Researchers found that across all three countries, participants gained weight within 10 days after Christmas compared to the 10 days before the holiday and that they gained weight around important national holidays in each country. In the U.S., it’s no surprise that this holiday was Thanksgiving — one of our country’s most gluttonous annual celebrations. Christmas was no better, the study found. U.S. participants’ weight increased by 0.4 percent around Christmas time, while it increased by 0.6 percent in Germany and 0.5 percent in Japan during this period.
And what’s even more concerning is that holiday weight seems to stick around well beyond the holiday season. The study’s author said people lose half of their holiday weight right after the holidays, but the other half remains until the summer and beyond.
“Of course, the less one gains, the less one then has to worry about trying to lose it,” they said.
So, what can you do to prevent this holiday slide?
Making a pre-holiday resolution to make healthy choices can help you avoid the most tempting treats at the table. Eating a healthy snack before you go to a holiday gathering also will ensure you get the necessary nutrients and that you don’t starve if the meal starts too late. Otherwise, you’re bound to overeat and choose the unhealthiest options on the table. Also be careful about how many holiday drinks you consume. Eggnog, boozy cocoa and other holiday favorites come loaded with calories of their own.

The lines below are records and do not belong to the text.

use std::borrow::Cow;

use bytes::Bytes;
use http::StatusCode;
use serde::de::DeserializeOwned;

use crate::headers::Headers;

/// Status line and headers for a [`Response`].
#[derive(Debug, Clone, PartialEq, Eq)]
pub struct ResponseInit {
    pub status: StatusCode,
    pub status_text: String,
    pub headers: Headers,
}

impl Default for ResponseInit {
    fn default() -> Self {
        Self {
            status: StatusCode::OK,
            status_text: String::new(),
            headers: Headers::new(),
        }
    }
}

/// An HTTP response rebuilt from the host's reply.
#[derive(Debug, Clone)]
pub struct Response {
    body: Bytes,
    status: StatusCode,
    status_text: String,
    headers: Headers,
}

impl Response {
    pub fn new(body: impl Into<Bytes>, init: ResponseInit) -> Self {
        Self {
            body: body.into(),
            status: init.status,
            status_text: init.status_text,
            headers: init.headers,
        }
    }

    pub fn status(&self) -> StatusCode {
        self.status
    }

    /// True for 2xx statuses.
    pub fn ok(&self) -> bool {
        self.status.is_success()
    }

    pub fn status_text(&self) -> &str {
        &self.status_text
    }

    pub fn headers(&self) -> &Headers {
        &self.headers
    }

    pub fn bytes(&self) -> Bytes {
        self.body.clone()
    }

    /// Body as text; invalid UTF-8 is replaced.
    pub fn text(&self) -> Cow<'_, str> {
        String::from_utf8_lossy(&self.body)
    }

    pub fn json<T: DeserializeOwned>(&self) -> serde_json::Result<T> {
        serde_json::from_slice(&self.body)
    }
}

#[cfg(test)]
mod tests {
    use serde_json::{json, Value};

    use super::*;

    #[test]
    fn ok_covers_2xx_only() {
        let make = |status| {
            Response::new(
                "",
                ResponseInit {
                    status: StatusCode::from_u16(status).unwrap(),
                    ..ResponseInit::default()
                },
            )
        };
        assert!(make(200).ok());
        assert!(make(299).ok());
        assert!(!make(199).ok());
        assert!(!make(304).ok());
        assert!(!make(500).ok());
    }

    #[test]
    fn json_body() {
        let response = Response::new(r#"{"data":{"me":{"id":1}}}"#, ResponseInit::default());
        let value: Value = response.json().unwrap();
        assert_eq!(value, json!({ "data": { "me": { "id": 1 } } }));
        assert_eq!(response.text(), r#"{"data":{"me":{"id":1}}}"#);
        assert!(response.json::<Vec<u8>>().is_err());
    }
}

But it’s not just holiday drinks that are filled with sugar, holiday desserts have them, too. Though it can be tempting to sample every bite-sized treat on the dessert holiday table, be aware of how much you eat and limit yourself to just one or two of your favorite items. And don’t forget to make time to exercise. During this busy time of year, our health regimen often slips and exercise becomes less of a priority, but doing physical activity for 30 minutes a day a few times a week can help offset some holiday weight gain.
The holiday season is a time to enjoy the company of family and friends. Focusing on those instead of food, and being more conscious of what you put on your plate can minimize holiday weight gain and ensure these pounds don’t stick around well into the new year.